- What to work on: An exact transcription of the data below, complete and unaltered, is the expected answer.

- Data shown:
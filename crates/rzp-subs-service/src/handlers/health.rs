//! Health check handler.

use axum::Json;
use serde::Serialize;

/// Health check response.
#[derive(Debug, Serialize)]
pub struct HealthResponse {
    /// Service status.
    pub status: &'static str,
    /// Service name.
    pub service: &'static str,
    /// Service version.
    pub version: &'static str,
}

/// Health check endpoint.
pub async fn health() -> Json<HealthResponse> {
    Json(HealthResponse {
        status: "ok",
        service: "rzp-subs",
        version: env!("CARGO_PKG_VERSION"),
    })
}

- Response box:
filename crates/rzp-subs-service/src/handlers/health.rs
//! Health check handler.

use axum::Json;
use serde::Serialize;

/// Health check response.
#[derive(Debug, Serialize)]
pub struct HealthResponse {
    /// Service status.
    pub status: &'static str,
    /// Service name.
    pub service: &'static str,
    /// Service version.
    pub version: &'static str,
}

/// Health check endpoint.
pub async fn health() -> Json<HealthResponse> {
    Json(HealthResponse {
        status: "ok",
        service: "rzp-subs",
        version: env!("CARGO_PKG_VERSION"),
    })
}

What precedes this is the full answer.